*REQUIREMENT*. In the records below, count each line where the word "filename" appears, and reply with that number only.

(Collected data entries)
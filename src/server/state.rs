use std::sync::Arc;

use anyhow::{Context, Result};

use crate::config::Config;
use crate::i18n::LanguageRegistry;
use crate::realtime::{ChangeFeed, NavigationCache};
use crate::store::StoreClient;

/// Shared state for all request handlers.
pub struct AppState {
    pub config: Config,
    /// Anonymous store client; per-user clients are derived from it.
    pub store: StoreClient,
    pub registry: LanguageRegistry,
    pub feed: ChangeFeed,
    pub navigation: Arc<NavigationCache>,
}

impl AppState {
    pub fn new(config: Config) -> Result<Self> {
        let registry = LanguageRegistry::new(&config.native_language_code)
            .context("Invalid NATIVE_LANGUAGE_CODE")?;
        Ok(Self::with_store(
            StoreClient::from_config(&config),
            registry,
            config,
        ))
    }

    pub fn with_store(store: StoreClient, registry: LanguageRegistry, config: Config) -> Self {
        Self {
            feed: ChangeFeed::new(config.change_feed_capacity),
            store,
            registry,
            navigation: Arc::new(NavigationCache::new()),
            config,
        }
    }
}
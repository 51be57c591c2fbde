use serde::{Deserialize, Serialize};
use serde_json::{json, Value};
use tracing::info;

use super::{non_empty, slugify, ContentError, ContentResult};
use crate::richtext::Document;
use crate::store::{Direction, Query, StoreClient};

const TABLE: &str = "sections";

/// Featured sections come back with the slug of the page they belong to.
const FEATURED_COLUMNS: &str = "id,page_id,title,title_native,description,description_native,\
                                slug,order,image_url,show_in_main_page,page:page_id(slug)";

/// Slug of the owning page, embedded by the store on featured listings.
#[derive(Debug, Clone, PartialEq, Serialize, Deserialize)]
pub struct PageRef {
    pub slug: String,
}

/// A row of the `sections` table. Content columns hold rich-text JSON.
#[derive(Debug, Clone, PartialEq, Default, Serialize, Deserialize)]
pub struct Section {
    pub id: String,
    pub page_id: String,
    pub title: String,
    #[serde(default)]
    pub title_native: Option<String>,
    #[serde(default)]
    pub description: Option<String>,
    #[serde(default)]
    pub description_native: Option<String>,
    #[serde(default)]
    pub content: Option<Value>,
    #[serde(default)]
    pub content_native: Option<Value>,
    pub slug: String,
    #[serde(default)]
    pub order: i32,
    #[serde(default)]
    pub image_url: Option<String>,
    #[serde(default)]
    pub show_in_main_page: bool,
    #[serde(default, skip_serializing_if = "Option::is_none")]
    pub page: Option<PageRef>,
}

impl Section {
    pub fn content_doc(&self) -> Option<Document> {
        Document::from_stored_value(self.content.as_ref())
    }

    pub fn content_native_doc(&self) -> Option<Document> {
        Document::from_stored_value(self.content_native.as_ref())
    }

    /// Link target, when the owning page slug is known.
    pub fn href(&self, page_slug: &str) -> String {
        format!("/{}/{}", page_slug, self.slug)
    }
}

/// Admin create/update payload.
#[derive(Debug, Clone, Default, Deserialize)]
pub struct SectionForm {
    pub page_id: String,
    pub title: String,
    #[serde(default)]
    pub title_native: Option<String>,
    #[serde(default)]
    pub description: Option<String>,
    #[serde(default)]
    pub description_native: Option<String>,
    #[serde(default)]
    pub content: Option<Document>,
    #[serde(default)]
    pub content_native: Option<Document>,
    #[serde(default)]
    pub slug: Option<String>,
    /// Ignored on create, where the section goes last.
    #[serde(default)]
    pub order: i32,
    #[serde(default)]
    pub image_url: Option<String>,
    #[serde(default)]
    pub show_in_main_page: bool,
}

impl SectionForm {
    fn normalize(mut self) -> ContentResult<Self> {
        self.title = self.title.trim().to_string();
        if self.title.is_empty() {
            return Err(ContentError::MissingTitle);
        }
        if self.page_id.trim().is_empty() {
            return Err(ContentError::NotFound("page"));
        }
        self.title_native = non_empty(self.title_native);
        self.description = non_empty(self.description);
        self.description_native = non_empty(self.description_native);
        self.image_url = non_empty(self.image_url);

        let slug = non_empty(self.slug.take()).unwrap_or_else(|| slugify(&self.title));
        if !super::is_valid_slug(&slug) {
            return Err(ContentError::InvalidSlug(slug));
        }
        self.slug = Some(slug);
        Ok(self)
    }

    fn slug(&self) -> &str {
        self.slug.as_deref().unwrap_or_default()
    }

    fn to_row(&self, order: i32) -> ContentResult<Value> {
        let content = |doc: &Option<Document>| -> serde_json::Result<Option<Value>> {
            doc.as_ref().map(Document::to_value).transpose()
        };
        Ok(json!({
            "page_id": self.page_id,
            "title": self.title,
            "title_native": self.title_native,
            "description": self.description,
            "description_native": self.description_native,
            "content": content(&self.content)?,
            "content_native": content(&self.content_native)?,
            "slug": self.slug(),
            "order": order,
            "image_url": self.image_url,
            "show_in_main_page": self.show_in_main_page,
        }))
    }
}

/// Sections of a page in display order.
pub async fn list_for_page(store: &StoreClient, page_id: &str) -> ContentResult<Vec<Section>> {
    let query = Query::table(TABLE)
        .eq("page_id", page_id)
        .order("order", Direction::Asc);
    Ok(store.select(&query).await?)
}

pub async fn fetch_by_slug(
    store: &StoreClient,
    page_id: &str,
    slug: &str,
) -> ContentResult<Option<Section>> {
    let query = Query::table(TABLE).eq("page_id", page_id).eq("slug", slug);
    Ok(store.select_optional(&query).await?)
}

/// Sections flagged for the landing page, each with its page slug.
pub async fn list_featured(store: &StoreClient) -> ContentResult<Vec<Section>> {
    let query = Query::table(TABLE)
        .select(FEATURED_COLUMNS)
        .eq("show_in_main_page", true)
        .order("order", Direction::Asc);
    Ok(store.select(&query).await?)
}

/// Order for a section appended to a page: one past the current maximum, or
/// 0 on an empty page.
pub async fn next_order(store: &StoreClient, page_id: &str) -> ContentResult<i32> {
    #[derive(Deserialize)]
    struct OrderRow {
        #[serde(default)]
        order: Option<i32>,
    }

    let query = Query::table(TABLE)
        .select("order")
        .eq("page_id", page_id)
        .order("order", Direction::Desc);
    let last: Option<OrderRow> = store.select_optional(&query).await?;
    Ok(match last {
        Some(row) => row.order.unwrap_or(0) + 1,
        None => 0,
    })
}

pub async fn create(store: &StoreClient, form: SectionForm) -> ContentResult<Section> {
    let form = form.normalize()?;
    ensure_unique_slug(store, &form.page_id, form.slug(), None).await?;
    let order = next_order(store, &form.page_id).await?;

    let section: Section = store.insert(TABLE, &form.to_row(order)?).await?;
    info!(
        "Created section {} ({}) at position {}",
        section.id, section.slug, section.order
    );
    Ok(section)
}

pub async fn update(store: &StoreClient, id: &str, form: SectionForm) -> ContentResult<Section> {
    let form = form.normalize()?;
    ensure_unique_slug(store, &form.page_id, form.slug(), Some(id)).await?;

    let rows: Vec<Section> = store
        .update(&Query::table(TABLE).eq("id", id), &form.to_row(form.order)?)
        .await?;
    let section = rows
        .into_iter()
        .next()
        .ok_or(ContentError::NotFound("section"))?;
    info!("Updated section {} ({})", section.id, section.slug);
    Ok(section)
}

pub async fn delete(store: &StoreClient, id: &str) -> ContentResult<()> {
    store.delete(&Query::table(TABLE).eq("id", id)).await?;
    info!("Deleted section {}", id);
    Ok(())
}

async fn ensure_unique_slug(
    store: &StoreClient,
    page_id: &str,
    slug: &str,
    except_id: Option<&str>,
) -> ContentResult<()> {
    let mut query = Query::table(TABLE)
        .select("id")
        .eq("page_id", page_id)
        .eq("slug", slug);
    if let Some(except_id) = except_id {
        query = query.neq("id", except_id);
    }

    let clash: Option<Value> = store.select_optional(&query).await?;
    match clash {
        Some(_) => Err(ContentError::DuplicateSlug(slug.to_string())),
        None => Ok(()),
    }
}
//! Change notifications and the cached public navigation.
//!
//! The database posts a webhook for every row change. Each change is published
//! on a broadcast feed; browsers receive it over a websocket and a background
//! task rebuilds the navigation from scratch whenever `pages` (or the labels
//! row) changes.

use std::sync::Arc;

use serde::{Deserialize, Serialize};
use serde_json::Value;
use tokio::sync::{broadcast, RwLock};
use tokio::task::JoinHandle;
use tracing::{debug, error, info, warn};

use crate::content::{page, portfolio, Audience, ContentResult, SiteLabels};
use crate::i18n::LanguageRegistry;
use crate::navigation::{build_nav_tree, count, NavNode};
use crate::store::StoreClient;

#[derive(Debug, Clone, Copy, PartialEq, Eq, Serialize, Deserialize)]
#[serde(rename_all = "UPPERCASE")]
pub enum ChangeKind {
    Insert,
    Update,
    Delete,
}

/// Message pushed to websocket clients: `{"type":"change","table":..,"event":..}`.
#[derive(Debug, Clone, PartialEq, Eq, Serialize, Deserialize)]
#[serde(tag = "type", rename = "change")]
pub struct ChangeEvent {
    pub table: String,
    pub event: ChangeKind,
}

impl ChangeEvent {
    pub fn new(table: impl Into<String>, event: ChangeKind) -> Self {
        Self {
            table: table.into(),
            event,
        }
    }

    pub fn affects_navigation(&self) -> bool {
        matches!(self.table.as_str(), "pages" | "portfolio_content")
    }
}

/// Body of the database webhook.
#[derive(Debug, Clone, Deserialize)]
pub struct WebhookPayload {
    #[serde(rename = "type")]
    pub kind: ChangeKind,
    pub table: String,
    #[serde(default)]
    pub schema: Option<String>,
    #[serde(default)]
    pub record: Option<Value>,
    #[serde(default)]
    pub old_record: Option<Value>,
}

impl WebhookPayload {
    /// Only changes to the public schema are relevant to the site.
    pub fn into_event(self) -> Option<ChangeEvent> {
        match self.schema.as_deref() {
            None | Some("public") => Some(ChangeEvent::new(self.table, self.kind)),
            Some(other) => {
                debug!("Ignoring change in schema {}", other);
                None
            }
        }
    }
}

/// Fan-out of change events to every subscriber.
#[derive(Debug, Clone)]
pub struct ChangeFeed {
    sender: broadcast::Sender<ChangeEvent>,
}

impl ChangeFeed {
    pub fn new(capacity: usize) -> Self {
        let (sender, _) = broadcast::channel(capacity.max(1));
        Self { sender }
    }

    /// Publish an event; returns how many subscribers will see it.
    pub fn publish(&self, event: ChangeEvent) -> usize {
        // No subscribers is not an error: nobody is listening right now
        self.sender.send(event).unwrap_or(0)
    }

    pub fn subscribe(&self) -> broadcast::Receiver<ChangeEvent> {
        self.sender.subscribe()
    }
}

/// What the public navigation endpoint serves.
#[derive(Debug, Clone, PartialEq)]
pub struct NavSnapshot {
    pub labels: SiteLabels,
    pub pages: Arc<Vec<NavNode>>,
}

/// The last successfully built public navigation.
#[derive(Debug, Default)]
pub struct NavigationCache {
    current: RwLock<Option<NavSnapshot>>,
}

impl NavigationCache {
    pub fn new() -> Self {
        Self::default()
    }

    pub async fn get(&self) -> Option<NavSnapshot> {
        self.current.read().await.clone()
    }

    pub async fn set(&self, snapshot: NavSnapshot) {
        *self.current.write().await = Some(snapshot);
    }

    /// Refetch everything and replace the snapshot. On failure the previous
    /// snapshot stays in place.
    pub async fn refresh(
        &self,
        store: &StoreClient,
        registry: &LanguageRegistry,
    ) -> ContentResult<NavSnapshot> {
        let snapshot = build_snapshot(store, registry, Audience::Public).await?;
        self.set(snapshot.clone()).await;
        info!("Navigation rebuilt with {} page(s)", count(&snapshot.pages));
        Ok(snapshot)
    }
}

/// Fetch labels and pages for an audience and build the forest.
pub async fn build_snapshot(
    store: &StoreClient,
    registry: &LanguageRegistry,
    audience: Audience,
) -> ContentResult<NavSnapshot> {
    let (labels, pages) = tokio::try_join!(
        portfolio::fetch_labels(store, registry),
        page::fetch_nav_pages(store, audience),
    )?;
    Ok(NavSnapshot {
        labels,
        pages: Arc::new(build_nav_tree(pages)),
    })
}

/// Rebuild the cached navigation whenever a relevant change arrives.
///
/// Each event triggers a full refetch. When the receiver lags behind, the
/// missed events are collapsed into a single refresh.
pub fn spawn_navigation_refresh(
    feed: &ChangeFeed,
    cache: Arc<NavigationCache>,
    store: StoreClient,
    registry: LanguageRegistry,
) -> JoinHandle<()> {
    let mut receiver = feed.subscribe();
    tokio::spawn(async move {
        loop {
            let refresh = match receiver.recv().await {
                Ok(event) => event.affects_navigation(),
                Err(broadcast::error::RecvError::Lagged(missed)) => {
                    warn!("Navigation refresh skipped {} change event(s)", missed);
                    true
                }
                Err(broadcast::error::RecvError::Closed) => break,
            };

            if refresh {
                if let Err(e) = cache.refresh(&store, &registry).await {
                    error!("Failed to rebuild navigation, keeping previous: {}", e);
                }
            }
        }
        debug!("Change feed closed, navigation refresh stopped");
    })
}

#[cfg(test)]
mod tests {
    use super::*;
    use serde_json::json;
    use std::time::Duration;
    use wiremock::matchers::{method, path, query_param};
    use wiremock::{Mock, MockServer, ResponseTemplate};

    // ==================== Event Tests ====================

    #[test]
    fn test_change_event_wire_format() {
        let event = ChangeEvent::new("pages", ChangeKind::Update);
        assert_eq!(
            serde_json::to_value(&event).unwrap(),
            json!({"type": "change", "table": "pages", "event": "UPDATE"})
        );
    }

    #[test]
    fn test_webhook_payload_to_event() {
        let payload: WebhookPayload = serde_json::from_value(json!({
            "type": "INSERT",
            "table": "pages",
            "schema": "public",
            "record": {"id": "1"},
            "old_record": null
        }))
        .unwrap();
        let event = payload.into_event().unwrap();
        assert_eq!(event, ChangeEvent::new("pages", ChangeKind::Insert));
        assert!(event.affects_navigation());
    }

    #[test]
    fn test_webhook_other_schema_ignored() {
        let payload: WebhookPayload = serde_json::from_value(json!({
            "type": "DELETE", "table": "users", "schema": "auth"
        }))
        .unwrap();
        assert!(payload.into_event().is_none());
    }

    #[test]
    fn test_sections_do_not_affect_navigation() {
        assert!(!ChangeEvent::new("sections", ChangeKind::Insert).affects_navigation());
        assert!(ChangeEvent::new("portfolio_content", ChangeKind::Update).affects_navigation());
    }

    // ==================== Feed Tests ====================

    #[tokio::test]
    async fn test_feed_fan_out() {
        let feed = ChangeFeed::new(8);
        assert_eq!(feed.publish(ChangeEvent::new("pages", ChangeKind::Insert)), 0);

        let mut a = feed.subscribe();
        let mut b = feed.subscribe();
        assert_eq!(feed.publish(ChangeEvent::new("pages", ChangeKind::Delete)), 2);
        assert_eq!(a.recv().await.unwrap().event, ChangeKind::Delete);
        assert_eq!(b.recv().await.unwrap().table, "pages");
    }

    // ==================== Refresh Tests ====================

    async fn mock_backend(pages: Value) -> MockServer {
        let server = MockServer::start().await;
        Mock::given(method("GET"))
            .and(path("/rest/v1/portfolio_content"))
            .respond_with(ResponseTemplate::new(200).set_body_json(json!([])))
            .mount(&server)
            .await;
        Mock::given(method("GET"))
            .and(path("/rest/v1/pages"))
            .and(query_param("only_for_admin", "eq.false"))
            .respond_with(ResponseTemplate::new(200).set_body_json(pages))
            .mount(&server)
            .await;
        server
    }

    #[tokio::test]
    async fn test_refresh_builds_forest() {
        let server = mock_backend(json!([
            {"id": "a", "title": "A", "slug": "a", "order": 1},
            {"id": "b", "title": "B", "slug": "b", "parent_id": "a", "order": 0},
            {"id": "c", "title": "C", "slug": "c", "order": 0}
        ]))
        .await;
        let store = StoreClient::new(server.uri(), "anon");
        let registry = LanguageRegistry::default();
        let cache = NavigationCache::new();

        cache.refresh(&store, &registry).await.unwrap();
        let snapshot = cache.get().await.unwrap();
        assert_eq!(snapshot.pages[0].page.id, "c");
        assert_eq!(snapshot.pages[1].children[0].page.id, "b");
        assert_eq!(snapshot.labels, SiteLabels::defaults(&registry));
    }

    #[tokio::test]
    async fn test_failed_refresh_keeps_previous_snapshot() {
        let server = MockServer::start().await;
        Mock::given(method("GET"))
            .respond_with(ResponseTemplate::new(500))
            .mount(&server)
            .await;
        let store = StoreClient::new(server.uri(), "anon");
        let registry = LanguageRegistry::default();
        let cache = NavigationCache::new();
        let previous = NavSnapshot {
            labels: SiteLabels::defaults(&registry),
            pages: Arc::new(Vec::new()),
        };
        cache.set(previous.clone()).await;

        assert!(cache.refresh(&store, &registry).await.is_err());
        assert_eq!(cache.get().await, Some(previous));
    }

    #[tokio::test]
    async fn test_page_change_triggers_refresh() {
        let server = mock_backend(json!([{"id": "a", "title": "A", "slug": "a"}])).await;
        let store = StoreClient::new(server.uri(), "anon");
        let feed = ChangeFeed::new(8);
        let cache = Arc::new(NavigationCache::new());

        let handle = spawn_navigation_refresh(
            &feed,
            cache.clone(),
            store,
            LanguageRegistry::default(),
        );
        feed.publish(ChangeEvent::new("sections", ChangeKind::Update));
        feed.publish(ChangeEvent::new("pages", ChangeKind::Insert));

        let mut snapshot = None;
        for _ in 0..50 {
            snapshot = cache.get().await;
            if snapshot.is_some() {
                break;
            }
            tokio::time::sleep(Duration::from_millis(20)).await;
        }
        assert_eq!(snapshot.unwrap().pages.len(), 1);
        handle.abort();
    }
}
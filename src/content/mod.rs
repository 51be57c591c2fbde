//! Typed access to the site's tables: pages, sections and the portfolio row.

pub mod page;
pub mod portfolio;
pub mod section;
pub mod slug;

pub use page::{Page, PageForm};
pub use portfolio::{PortfolioContent, QuickStat, SiteLabels, StatColor, StatIcon};
pub use section::{Section, SectionForm};
pub use slug::{is_valid_slug, slugify};

use thiserror::Error;

use crate::store::{Query, StoreError};

#[derive(Debug, Error)]
pub enum ContentError {
    #[error(transparent)]
    Store(#[from] StoreError),

    #[error("could not encode rich text: {0}")]
    Encode(#[from] serde_json::Error),

    #[error("title is required")]
    MissingTitle,

    #[error("invalid slug '{0}': use lower-case letters, digits and single dashes")]
    InvalidSlug(String),

    #[error("slug '{0}' is already used at this level")]
    DuplicateSlug(String),

    #[error("invalid parent: {0}")]
    InvalidParent(String),

    #[error("{0} not found")]
    NotFound(&'static str),

    #[error("at most {0} quick stats are allowed")]
    TooManyQuickStats(usize),

    #[error("no quick stat at position {0}")]
    NoSuchQuickStat(usize),
}

impl ContentError {
    /// Errors caused by the submitted data rather than the store.
    pub fn is_validation(&self) -> bool {
        !matches!(
            self,
            ContentError::Store(_) | ContentError::Encode(_) | ContentError::NotFound(_)
        )
    }
}

pub type ContentResult<T> = Result<T, ContentError>;

/// Who a listing is for. Admin-only pages are filtered out of public
/// listings in the query itself, never after the fact.
#[derive(Debug, Clone, Copy, PartialEq, Eq)]
pub enum Audience {
    Public,
    Admin,
}

impl Audience {
    pub fn for_signed_in(signed_in: bool) -> Self {
        if signed_in {
            Audience::Admin
        } else {
            Audience::Public
        }
    }

    pub fn can_see(self, page: &Page) -> bool {
        self == Audience::Admin || !page.only_for_admin
    }

    pub(crate) fn restrict(self, query: Query) -> Query {
        match self {
            Audience::Public => query.eq("only_for_admin", false),
            Audience::Admin => query,
        }
    }
}

/// Empty form strings mean "not set".
pub(crate) fn non_empty(value: Option<String>) -> Option<String> {
    value.and_then(|v| {
        let trimmed = v.trim();
        if trimmed.is_empty() {
            None
        } else {
            Some(trimmed.to_string())
        }
    })
}
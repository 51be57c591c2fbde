//! Client for the hosted content store.
//!
//! The store speaks PostgREST for tables, a GoTrue-compatible API for auth and
//! a simple object API for blobs. Nothing here knows about pages or sections;
//! that lives in [`crate::content`].

pub mod auth;
pub mod client;
pub mod query;
pub mod storage;

pub use auth::{Session, User};
pub use client::StoreClient;
pub use query::{Direction, Query};

use reqwest::StatusCode;
use thiserror::Error;

#[derive(Debug, Error)]
pub enum StoreError {
    #[error("content store request failed: {0}")]
    Http(#[from] reqwest::Error),

    #[error("content store returned {status}: {message}")]
    Api { status: StatusCode, message: String },

    #[error("{0} not found")]
    NotFound(String),

    #[error("refusing to {0} without a row filter")]
    UnfilteredMutation(&'static str),

    #[error("unexpected content store response: {0}")]
    Decode(#[from] serde_json::Error),
}

impl StoreError {
    /// True when the store rejected the caller's credentials.
    pub fn is_unauthorized(&self) -> bool {
        matches!(
            self,
            StoreError::Api { status, .. }
                if *status == StatusCode::UNAUTHORIZED || *status == StatusCode::FORBIDDEN
        )
    }

    /// Build an `Api` error from a non-success response body.
    ///
    /// PostgREST and GoTrue both answer with JSON objects, but they disagree on
    /// the field name, so try the usual suspects before using the raw body.
    pub(crate) fn from_body(status: StatusCode, body: &str) -> Self {
        let message = serde_json::from_str::<serde_json::Value>(body)
            .ok()
            .and_then(|value| {
                ["message", "error_description", "msg", "error"]
                    .iter()
                    .find_map(|key| value.get(key).and_then(|v| v.as_str()).map(str::to_string))
            })
            .unwrap_or_else(|| body.trim().to_string());
        StoreError::Api { status, message }
    }
}

pub type StoreResult<T> = Result<T, StoreError>;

*TASK RESULT*. 2